This looks much better:

Comp.includes(:members).where('members.member_email = ? OR comps.user_id = ?', current_user.email,current_user.id)

UPDATE:

This seems to work but is there a more elegant way to do this in Rails? I feel like there must be.

@my_comps = Comp.joins('LEFT OUTER JOIN teams ON teams.comp_id = comps.id LEFT OUTER JOIN members ON members.team_id = teams.id').where('members.member_email = ? OR comps.user_id = ?', current_user.email,current_user.id).group('comps.id')

ORIGINAL:

My model associations are:

Comp.rb
    has_many :teams
    has_many :members, :through => :teams

Team.rb
    belongs_to :comp
    has_many :members

Member.rb
    belongs_to :team

I want to write a query that finds all of the Comps where comps.user_id equals a particular value OR members.member_email equals a particular value for any of the members of that Comp.

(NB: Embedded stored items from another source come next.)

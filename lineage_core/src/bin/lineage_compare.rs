use std::time::Duration;

use anyhow::{bail, Context, Result};
use camino::Utf8PathBuf;
use clap::{Parser, ValueEnum};
use signal_hook::consts::{SIGINT, SIGTERM};
use tracing::{info, warn, Level};

use lineage_core::reconcile::{load_paths, save_paths, PathReconciler};
use lineage_core::report::{DirectoryArtifacts, DivergenceReporter, FileLog};
use lineage_core::repository::{GitSourceOptions, Repository};
use lineage_core::run::{
    CancellationToken, PathPlan, RevisionSelection, RunController, RunSummary, SideSpec,
};
use lineage_core::{BlameSource, CompareOptions, RevisionNumber, SvnSource};

#[derive(Clone, Copy, Debug, PartialEq, Eq, ValueEnum)]
enum Backend {
    Git,
    Svn,
}

/// Compare per-line blame between two repositories at matching revisions.
#[derive(Debug, Parser)]
#[command(name = "lineage-compare", version, args_override_self = true)]
struct Cli {
    /// Root of the reference repository
    #[arg(long)]
    left_repo: String,
    /// Root of the repository under test
    #[arg(long)]
    right_repo: String,
    /// Version-control backend used for both sides
    #[arg(long, value_enum, default_value_t = Backend::Git)]
    backend: Backend,
    /// Revision used on both sides
    #[arg(long)]
    rev: Option<RevisionNumber>,
    /// Revision on the left side, overriding --rev
    #[arg(long)]
    left_rev: Option<RevisionNumber>,
    /// Revision on the right side, overriding --rev
    #[arg(long)]
    right_rev: Option<RevisionNumber>,
    /// Branch sub-path compared on both sides
    #[arg(long, default_value = "")]
    branch: String,
    /// Read the path list from this file instead of listing both sides
    #[arg(long)]
    paths: Option<Utf8PathBuf>,
    /// Write the path list to this file
    #[arg(long)]
    save_paths: Option<Utf8PathBuf>,
    /// Keep going after --save-paths instead of exiting
    #[arg(long)]
    compare_after_save: bool,
    /// Do not compare revision numbers
    #[arg(long)]
    without_compare_revnums: bool,
    /// Attribute merged commits to the merge that brought them in (git)
    #[arg(long)]
    merged_revisions: bool,
    /// Per-call timeout in seconds (svn)
    #[arg(long, default_value_t = lineage_core::DEFAULT_SVN_TIMEOUT_SECS)]
    timeout: u64,
    /// Directory receiving rendered blames of divergent files
    #[arg(long, default_value = "_compare")]
    artifact_dir: Utf8PathBuf,
    /// Log of divergent file paths
    #[arg(long, default_value = "bad-blames")]
    result_log: Utf8PathBuf,
    /// Log of divergent file paths with mismatch kinds
    #[arg(long, default_value = "bad-blames-enhanced")]
    enhanced_log: Utf8PathBuf,
    /// Log at debug level
    #[arg(short, long)]
    verbose: bool,
}

impl Cli {
    const fn revisions(&self) -> RevisionSelection {
        RevisionSelection {
            both: self.rev,
            left: self.left_rev,
            right: self.right_rev,
        }
    }

    const fn compare_options(&self) -> CompareOptions {
        CompareOptions {
            compare_revisions: !self.without_compare_revnums,
        }
    }

    fn open_source(&self, root: &str) -> Result<Box<dyn BlameSource>> {
        let root = root.trim_end_matches(['/', '\\']);
        match self.backend {
            Backend::Git => {
                let options = GitSourceOptions {
                    merged_revisions: self.merged_revisions,
                    ..GitSourceOptions::default()
                };
                let repo = Repository::open_with(root, options)
                    .with_context(|| format!("failed to open git repository {root}"))?;
                Ok(Box::new(repo))
            }
            Backend::Svn => Ok(Box::new(
                SvnSource::new(root).with_timeout(Duration::from_secs(self.timeout)),
            )),
        }
    }
}

fn main() -> Result<()> {
    let cli = Cli::parse();
    let level = if cli.verbose { Level::DEBUG } else { Level::INFO };
    tracing_subscriber::fmt()
        .with_max_level(level)
        .with_writer(std::io::stderr)
        .init();

    let cancellation = CancellationToken::new();
    for signal in [SIGINT, SIGTERM] {
        signal_hook::flag::register(signal, cancellation.flag())
            .with_context(|| format!("failed to register handler for signal {signal}"))?;
    }
    run(&cli, cancellation)
}

fn run(cli: &Cli, cancellation: CancellationToken) -> Result<()> {
    let left = cli.open_source(&cli.left_repo)?;
    let right = cli.open_source(&cli.right_repo)?;
    let Some(summary) = execute(cli, left.as_ref(), right.as_ref(), cancellation)? else {
        return Ok(());
    };

    info!(
        total = summary.total,
        compared = summary.compared,
        matches = summary.matches,
        mismatches = summary.mismatches,
        failures = summary.failures,
        cancelled = summary.cancelled,
        "comparison complete"
    );
    if summary.cancelled {
        warn!("interrupted before every file was compared");
        bail!(
            "comparison cancelled after {} of {} files",
            summary.compared,
            summary.total
        );
    }
    Ok(())
}

/// Resolve revisions and paths, then compare unless only the path list was
/// requested. Returns `None` when the process stops after `--save-paths`.
fn execute(
    cli: &Cli,
    left: &dyn BlameSource,
    right: &dyn BlameSource,
    cancellation: CancellationToken,
) -> Result<Option<RunSummary>> {
    let (left_rev, right_rev) = cli
        .revisions()
        .resolve(left, right)
        .context("failed to resolve revisions")?;
    let left_side = SideSpec::new(left, &cli.branch, left_rev);
    let right_side = SideSpec::new(right, &cli.branch, right_rev);
    info!(left = ?left_side, right = ?right_side, "comparing repositories");

    let paths = match &cli.paths {
        Some(file) => {
            load_paths(file).with_context(|| format!("failed to read path list {file}"))?
        }
        None => PathReconciler::new()
            .reconcile(&left_side, &right_side)
            .context("repositories do not track the same files")?,
    };

    if let Some(file) = &cli.save_paths {
        save_paths(file, &paths).with_context(|| format!("failed to write path list {file}"))?;
        info!(paths = paths.len(), file = %file, "saved path list");
        if !cli.compare_after_save {
            return Ok(None);
        }
    }

    let mut simple = FileLog::create(cli.result_log.clone())
        .with_context(|| format!("failed to create {}", cli.result_log))?;
    let mut enhanced = FileLog::create(cli.enhanced_log.clone())
        .with_context(|| format!("failed to create {}", cli.enhanced_log))?;
    let mut artifacts = DirectoryArtifacts::new(cli.artifact_dir.clone());
    let reporter = DivergenceReporter::new(&mut simple, &mut enhanced, &mut artifacts);

    let summary = RunController::new(left_side, right_side, cli.compare_options(), reporter)
        .with_cancellation(cancellation)
        .run(PathPlan::Provided(paths))
        .context("comparison run failed")?;
    Ok(Some(summary))
}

I unsuccessfully tried this:

@my_comps = Comp.joins(:members).where('members.member_email = ? OR comps.user_id = ?', email, id)  

There are 2 issues with the results returned: 1) it returns duplicate Comps where member_email is equal to the condition and 2) it does NOT return the Comps where the user_id is equal to the condition. I solved problem 1 by adding .group(‘id’) to the end of this code but I feel like there is likely a better way to do it, and more importantly it doesn’t solve problem 2.

Any advice on how to approach this differently? Thanks so much.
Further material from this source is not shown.